Data for review Block Start

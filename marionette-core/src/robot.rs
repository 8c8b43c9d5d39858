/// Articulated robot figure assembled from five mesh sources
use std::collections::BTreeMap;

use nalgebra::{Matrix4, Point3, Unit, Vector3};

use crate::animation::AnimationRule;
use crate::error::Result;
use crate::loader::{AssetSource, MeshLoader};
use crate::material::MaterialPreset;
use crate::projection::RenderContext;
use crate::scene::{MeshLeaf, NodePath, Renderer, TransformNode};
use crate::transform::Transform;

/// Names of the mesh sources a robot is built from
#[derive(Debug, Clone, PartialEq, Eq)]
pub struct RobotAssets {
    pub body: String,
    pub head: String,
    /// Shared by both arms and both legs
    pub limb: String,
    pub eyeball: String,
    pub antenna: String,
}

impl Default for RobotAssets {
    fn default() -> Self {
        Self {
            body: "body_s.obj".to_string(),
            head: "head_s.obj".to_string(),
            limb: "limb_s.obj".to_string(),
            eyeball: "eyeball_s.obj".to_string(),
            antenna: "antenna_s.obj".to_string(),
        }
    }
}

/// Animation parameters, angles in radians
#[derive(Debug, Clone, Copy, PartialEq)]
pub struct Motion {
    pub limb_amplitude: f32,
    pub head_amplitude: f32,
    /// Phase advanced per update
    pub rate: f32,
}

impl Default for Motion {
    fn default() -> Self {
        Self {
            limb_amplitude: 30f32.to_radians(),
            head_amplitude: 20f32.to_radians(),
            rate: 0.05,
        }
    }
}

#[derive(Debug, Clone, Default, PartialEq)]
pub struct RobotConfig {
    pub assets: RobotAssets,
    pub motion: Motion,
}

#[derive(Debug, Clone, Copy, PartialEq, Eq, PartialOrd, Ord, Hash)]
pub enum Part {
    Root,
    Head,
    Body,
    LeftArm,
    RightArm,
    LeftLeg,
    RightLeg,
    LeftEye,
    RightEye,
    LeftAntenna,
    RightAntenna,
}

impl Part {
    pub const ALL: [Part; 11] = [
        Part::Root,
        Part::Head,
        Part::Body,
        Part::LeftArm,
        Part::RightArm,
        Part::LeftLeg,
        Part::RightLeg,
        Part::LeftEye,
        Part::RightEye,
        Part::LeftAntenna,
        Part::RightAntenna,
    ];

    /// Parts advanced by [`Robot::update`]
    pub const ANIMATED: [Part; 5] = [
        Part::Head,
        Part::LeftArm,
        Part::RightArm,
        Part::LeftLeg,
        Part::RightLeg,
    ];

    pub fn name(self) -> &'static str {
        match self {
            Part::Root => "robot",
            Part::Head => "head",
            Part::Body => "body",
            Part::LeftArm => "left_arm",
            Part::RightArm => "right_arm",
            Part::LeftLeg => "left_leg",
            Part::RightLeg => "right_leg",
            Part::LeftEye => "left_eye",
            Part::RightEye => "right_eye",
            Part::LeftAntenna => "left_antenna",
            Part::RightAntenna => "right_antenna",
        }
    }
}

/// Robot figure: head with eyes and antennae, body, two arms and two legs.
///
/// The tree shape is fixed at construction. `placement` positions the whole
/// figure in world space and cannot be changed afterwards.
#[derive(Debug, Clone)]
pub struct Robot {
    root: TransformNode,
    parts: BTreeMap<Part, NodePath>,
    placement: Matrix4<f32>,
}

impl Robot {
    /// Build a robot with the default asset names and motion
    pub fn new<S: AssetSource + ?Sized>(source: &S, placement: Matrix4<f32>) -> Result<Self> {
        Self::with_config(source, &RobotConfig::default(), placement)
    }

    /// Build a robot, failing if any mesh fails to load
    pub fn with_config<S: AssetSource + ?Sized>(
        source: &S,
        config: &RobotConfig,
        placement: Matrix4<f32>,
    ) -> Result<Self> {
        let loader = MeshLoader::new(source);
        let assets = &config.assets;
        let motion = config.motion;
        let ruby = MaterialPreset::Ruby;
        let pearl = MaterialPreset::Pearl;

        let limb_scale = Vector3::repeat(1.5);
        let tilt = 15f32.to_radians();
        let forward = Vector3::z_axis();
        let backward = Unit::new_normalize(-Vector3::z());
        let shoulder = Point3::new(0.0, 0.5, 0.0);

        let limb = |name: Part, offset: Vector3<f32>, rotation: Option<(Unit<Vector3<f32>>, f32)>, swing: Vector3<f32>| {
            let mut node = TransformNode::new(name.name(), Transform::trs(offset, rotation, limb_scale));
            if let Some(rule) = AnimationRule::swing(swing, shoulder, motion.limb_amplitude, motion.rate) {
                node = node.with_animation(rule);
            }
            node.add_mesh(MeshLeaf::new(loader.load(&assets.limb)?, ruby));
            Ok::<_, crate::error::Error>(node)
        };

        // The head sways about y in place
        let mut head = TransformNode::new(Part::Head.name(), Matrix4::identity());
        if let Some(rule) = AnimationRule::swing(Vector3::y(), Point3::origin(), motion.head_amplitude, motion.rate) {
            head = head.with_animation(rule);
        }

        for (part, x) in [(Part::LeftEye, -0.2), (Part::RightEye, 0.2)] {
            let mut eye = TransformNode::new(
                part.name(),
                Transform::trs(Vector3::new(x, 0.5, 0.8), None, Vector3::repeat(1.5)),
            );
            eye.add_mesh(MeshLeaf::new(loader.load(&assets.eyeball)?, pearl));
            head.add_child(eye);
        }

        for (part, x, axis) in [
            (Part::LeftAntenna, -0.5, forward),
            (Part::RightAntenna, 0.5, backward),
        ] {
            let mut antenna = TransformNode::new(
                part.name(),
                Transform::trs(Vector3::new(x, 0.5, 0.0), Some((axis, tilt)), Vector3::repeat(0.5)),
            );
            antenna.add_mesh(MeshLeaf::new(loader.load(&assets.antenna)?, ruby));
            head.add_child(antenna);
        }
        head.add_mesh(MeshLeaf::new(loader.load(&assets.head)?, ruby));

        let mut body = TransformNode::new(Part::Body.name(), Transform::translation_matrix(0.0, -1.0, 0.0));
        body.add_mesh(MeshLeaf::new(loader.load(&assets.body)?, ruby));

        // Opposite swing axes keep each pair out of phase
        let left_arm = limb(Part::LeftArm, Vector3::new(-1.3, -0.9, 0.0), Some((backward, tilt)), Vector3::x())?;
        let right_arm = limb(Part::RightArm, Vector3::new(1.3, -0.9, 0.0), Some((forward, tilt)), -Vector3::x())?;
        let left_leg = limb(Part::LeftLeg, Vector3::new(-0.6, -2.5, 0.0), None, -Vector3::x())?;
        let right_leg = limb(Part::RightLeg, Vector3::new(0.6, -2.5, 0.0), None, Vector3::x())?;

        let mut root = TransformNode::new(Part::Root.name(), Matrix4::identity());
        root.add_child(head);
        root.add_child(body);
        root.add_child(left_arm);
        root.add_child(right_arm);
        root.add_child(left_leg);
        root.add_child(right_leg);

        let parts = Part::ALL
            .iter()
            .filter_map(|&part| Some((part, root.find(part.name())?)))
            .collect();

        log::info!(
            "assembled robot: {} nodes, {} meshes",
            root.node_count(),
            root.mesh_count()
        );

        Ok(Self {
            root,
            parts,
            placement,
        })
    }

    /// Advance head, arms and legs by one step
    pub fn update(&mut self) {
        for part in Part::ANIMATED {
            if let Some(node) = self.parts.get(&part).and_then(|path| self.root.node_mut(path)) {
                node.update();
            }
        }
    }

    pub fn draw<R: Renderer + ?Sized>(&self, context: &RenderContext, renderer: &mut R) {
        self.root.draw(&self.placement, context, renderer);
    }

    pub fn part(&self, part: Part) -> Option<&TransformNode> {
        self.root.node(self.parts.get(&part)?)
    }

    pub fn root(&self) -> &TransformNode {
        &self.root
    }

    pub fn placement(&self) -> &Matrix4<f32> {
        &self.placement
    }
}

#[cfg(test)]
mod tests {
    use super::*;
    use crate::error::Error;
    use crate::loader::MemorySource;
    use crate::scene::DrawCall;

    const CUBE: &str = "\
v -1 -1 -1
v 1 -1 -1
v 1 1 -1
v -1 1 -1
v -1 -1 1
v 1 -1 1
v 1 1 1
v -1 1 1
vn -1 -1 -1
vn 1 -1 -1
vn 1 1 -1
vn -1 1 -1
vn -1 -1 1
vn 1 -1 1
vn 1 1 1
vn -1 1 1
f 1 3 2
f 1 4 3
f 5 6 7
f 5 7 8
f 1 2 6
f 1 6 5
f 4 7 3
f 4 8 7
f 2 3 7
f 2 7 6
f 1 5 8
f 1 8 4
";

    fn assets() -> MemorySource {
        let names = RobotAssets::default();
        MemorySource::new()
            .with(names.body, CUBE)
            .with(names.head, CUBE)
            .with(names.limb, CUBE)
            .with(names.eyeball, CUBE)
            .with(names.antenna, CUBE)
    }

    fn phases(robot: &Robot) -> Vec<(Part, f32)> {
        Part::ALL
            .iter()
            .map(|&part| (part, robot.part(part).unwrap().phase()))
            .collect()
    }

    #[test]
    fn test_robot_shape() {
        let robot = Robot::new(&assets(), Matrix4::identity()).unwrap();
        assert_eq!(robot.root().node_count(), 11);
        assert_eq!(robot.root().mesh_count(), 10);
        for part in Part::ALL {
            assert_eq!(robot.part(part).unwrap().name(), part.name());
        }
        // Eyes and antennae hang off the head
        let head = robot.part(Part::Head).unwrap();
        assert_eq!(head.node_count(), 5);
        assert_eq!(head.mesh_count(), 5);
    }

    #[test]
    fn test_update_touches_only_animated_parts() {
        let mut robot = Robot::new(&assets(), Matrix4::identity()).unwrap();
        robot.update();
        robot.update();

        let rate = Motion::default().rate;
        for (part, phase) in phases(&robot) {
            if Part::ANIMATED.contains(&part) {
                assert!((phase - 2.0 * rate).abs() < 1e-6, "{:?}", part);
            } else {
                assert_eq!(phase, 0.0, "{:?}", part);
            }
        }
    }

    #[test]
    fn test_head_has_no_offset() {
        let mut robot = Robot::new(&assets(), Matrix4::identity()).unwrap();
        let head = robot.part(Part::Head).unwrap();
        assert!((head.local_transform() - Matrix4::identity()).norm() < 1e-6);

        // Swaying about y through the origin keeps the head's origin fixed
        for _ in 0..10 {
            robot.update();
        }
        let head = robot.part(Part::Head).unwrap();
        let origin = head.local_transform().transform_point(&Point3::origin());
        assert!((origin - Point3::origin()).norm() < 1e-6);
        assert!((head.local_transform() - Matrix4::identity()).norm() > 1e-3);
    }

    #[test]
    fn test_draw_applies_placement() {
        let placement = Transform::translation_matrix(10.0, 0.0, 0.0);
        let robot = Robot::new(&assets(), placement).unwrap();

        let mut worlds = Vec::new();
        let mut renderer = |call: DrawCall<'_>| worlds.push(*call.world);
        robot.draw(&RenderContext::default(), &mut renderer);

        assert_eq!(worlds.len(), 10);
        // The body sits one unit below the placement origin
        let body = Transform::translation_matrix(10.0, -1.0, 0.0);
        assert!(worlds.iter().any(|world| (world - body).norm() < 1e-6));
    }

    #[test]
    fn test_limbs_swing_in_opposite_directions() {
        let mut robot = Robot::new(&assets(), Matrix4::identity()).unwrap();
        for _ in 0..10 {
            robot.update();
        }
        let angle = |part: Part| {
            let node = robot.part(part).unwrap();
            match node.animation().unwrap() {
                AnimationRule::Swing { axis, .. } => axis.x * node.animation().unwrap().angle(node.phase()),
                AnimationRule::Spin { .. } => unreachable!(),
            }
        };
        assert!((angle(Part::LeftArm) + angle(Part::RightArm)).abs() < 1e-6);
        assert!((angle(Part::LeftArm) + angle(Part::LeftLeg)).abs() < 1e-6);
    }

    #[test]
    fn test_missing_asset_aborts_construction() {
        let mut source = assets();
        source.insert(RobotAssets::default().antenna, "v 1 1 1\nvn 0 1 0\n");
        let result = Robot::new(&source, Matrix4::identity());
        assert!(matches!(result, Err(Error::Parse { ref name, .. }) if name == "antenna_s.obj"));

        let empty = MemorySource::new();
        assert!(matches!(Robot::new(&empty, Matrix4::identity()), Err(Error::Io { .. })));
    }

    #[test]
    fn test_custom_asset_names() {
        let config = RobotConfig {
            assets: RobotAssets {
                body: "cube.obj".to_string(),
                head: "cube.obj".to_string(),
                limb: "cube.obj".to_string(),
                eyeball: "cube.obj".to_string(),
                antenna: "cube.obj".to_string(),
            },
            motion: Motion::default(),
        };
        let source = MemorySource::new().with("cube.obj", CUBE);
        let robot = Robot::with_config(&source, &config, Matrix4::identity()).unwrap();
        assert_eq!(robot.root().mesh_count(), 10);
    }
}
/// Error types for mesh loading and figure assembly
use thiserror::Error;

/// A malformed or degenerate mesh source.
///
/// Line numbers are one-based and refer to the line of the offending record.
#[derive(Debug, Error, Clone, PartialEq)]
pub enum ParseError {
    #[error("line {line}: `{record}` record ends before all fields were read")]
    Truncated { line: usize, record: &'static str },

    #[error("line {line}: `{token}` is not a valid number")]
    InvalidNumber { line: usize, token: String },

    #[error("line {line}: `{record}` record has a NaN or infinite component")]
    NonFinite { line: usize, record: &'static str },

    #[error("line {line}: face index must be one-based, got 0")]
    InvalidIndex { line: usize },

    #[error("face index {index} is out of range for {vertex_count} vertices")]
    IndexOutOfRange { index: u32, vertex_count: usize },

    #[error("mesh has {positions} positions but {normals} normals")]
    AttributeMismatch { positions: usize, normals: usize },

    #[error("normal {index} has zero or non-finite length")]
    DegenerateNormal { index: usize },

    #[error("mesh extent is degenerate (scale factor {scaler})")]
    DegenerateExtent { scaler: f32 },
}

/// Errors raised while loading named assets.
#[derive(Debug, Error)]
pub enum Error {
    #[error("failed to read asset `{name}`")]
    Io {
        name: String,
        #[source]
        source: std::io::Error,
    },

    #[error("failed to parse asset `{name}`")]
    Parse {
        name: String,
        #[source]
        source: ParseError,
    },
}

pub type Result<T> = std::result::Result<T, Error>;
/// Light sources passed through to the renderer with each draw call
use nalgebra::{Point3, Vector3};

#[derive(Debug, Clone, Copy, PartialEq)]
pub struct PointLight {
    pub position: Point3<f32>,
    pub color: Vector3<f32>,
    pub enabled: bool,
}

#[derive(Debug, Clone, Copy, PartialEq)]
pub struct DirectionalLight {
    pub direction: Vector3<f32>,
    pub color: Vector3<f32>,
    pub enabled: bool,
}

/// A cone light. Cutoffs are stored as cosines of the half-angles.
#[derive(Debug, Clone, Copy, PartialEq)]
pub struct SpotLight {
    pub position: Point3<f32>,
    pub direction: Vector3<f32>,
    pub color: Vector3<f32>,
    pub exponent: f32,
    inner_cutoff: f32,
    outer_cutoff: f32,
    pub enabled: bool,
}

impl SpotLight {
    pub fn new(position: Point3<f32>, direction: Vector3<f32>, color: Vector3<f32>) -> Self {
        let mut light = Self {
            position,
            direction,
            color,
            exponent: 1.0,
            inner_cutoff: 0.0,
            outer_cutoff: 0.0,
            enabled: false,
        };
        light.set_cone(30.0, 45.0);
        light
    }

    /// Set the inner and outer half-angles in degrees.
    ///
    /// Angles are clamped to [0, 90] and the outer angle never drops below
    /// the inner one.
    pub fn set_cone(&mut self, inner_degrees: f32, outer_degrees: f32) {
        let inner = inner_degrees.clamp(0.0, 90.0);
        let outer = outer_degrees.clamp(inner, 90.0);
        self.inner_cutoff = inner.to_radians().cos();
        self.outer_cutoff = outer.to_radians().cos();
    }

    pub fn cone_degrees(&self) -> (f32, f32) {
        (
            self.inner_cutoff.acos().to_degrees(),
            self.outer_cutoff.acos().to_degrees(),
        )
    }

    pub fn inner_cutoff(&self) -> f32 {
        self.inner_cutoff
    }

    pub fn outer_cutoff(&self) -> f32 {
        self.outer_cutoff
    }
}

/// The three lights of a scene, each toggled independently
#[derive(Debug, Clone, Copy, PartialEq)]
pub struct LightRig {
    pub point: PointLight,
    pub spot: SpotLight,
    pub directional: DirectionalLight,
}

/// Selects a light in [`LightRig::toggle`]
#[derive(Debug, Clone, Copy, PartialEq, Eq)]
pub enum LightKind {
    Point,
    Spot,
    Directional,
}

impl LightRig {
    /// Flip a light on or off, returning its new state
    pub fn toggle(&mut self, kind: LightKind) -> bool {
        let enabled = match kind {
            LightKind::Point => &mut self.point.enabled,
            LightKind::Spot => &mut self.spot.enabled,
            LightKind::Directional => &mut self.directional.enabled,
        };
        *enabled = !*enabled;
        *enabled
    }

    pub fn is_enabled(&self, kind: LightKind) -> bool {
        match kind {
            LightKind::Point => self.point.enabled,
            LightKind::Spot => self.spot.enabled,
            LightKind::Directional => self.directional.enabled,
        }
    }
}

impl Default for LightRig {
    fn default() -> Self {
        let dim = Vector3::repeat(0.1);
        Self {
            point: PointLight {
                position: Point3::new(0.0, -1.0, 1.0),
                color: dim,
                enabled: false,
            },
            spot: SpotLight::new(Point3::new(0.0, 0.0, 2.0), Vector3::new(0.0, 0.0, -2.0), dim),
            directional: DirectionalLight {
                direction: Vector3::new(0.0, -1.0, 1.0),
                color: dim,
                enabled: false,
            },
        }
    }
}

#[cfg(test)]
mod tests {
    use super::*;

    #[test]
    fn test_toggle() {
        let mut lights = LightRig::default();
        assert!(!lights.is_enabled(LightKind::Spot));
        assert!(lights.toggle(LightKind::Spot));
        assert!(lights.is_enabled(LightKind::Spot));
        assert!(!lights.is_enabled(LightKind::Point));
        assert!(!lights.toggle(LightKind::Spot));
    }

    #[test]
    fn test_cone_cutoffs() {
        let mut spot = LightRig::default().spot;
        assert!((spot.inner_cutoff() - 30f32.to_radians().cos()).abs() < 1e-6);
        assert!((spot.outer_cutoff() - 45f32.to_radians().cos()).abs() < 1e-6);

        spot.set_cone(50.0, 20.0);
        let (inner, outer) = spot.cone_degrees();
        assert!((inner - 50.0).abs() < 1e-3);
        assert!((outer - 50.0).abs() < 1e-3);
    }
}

Data for review Block End

### Task prompt
Report every line above that has the string "tilt" in it.

### Completed exercise
        let tilt = 15f32.to_radians();
                Transform::trs(Vector3::new(x, 0.5, 0.0), Some((axis, tilt)), Vector3::repeat(0.5)),
        let left_arm = limb(Part::LeftArm, Vector3::new(-1.3, -0.9, 0.0), Some((backward, tilt)), Vector3::x())?;
        let right_arm = limb(Part::RightArm, Vector3::new(1.3, -0.9, 0.0), Some((forward, tilt)), -Vector3::x())?;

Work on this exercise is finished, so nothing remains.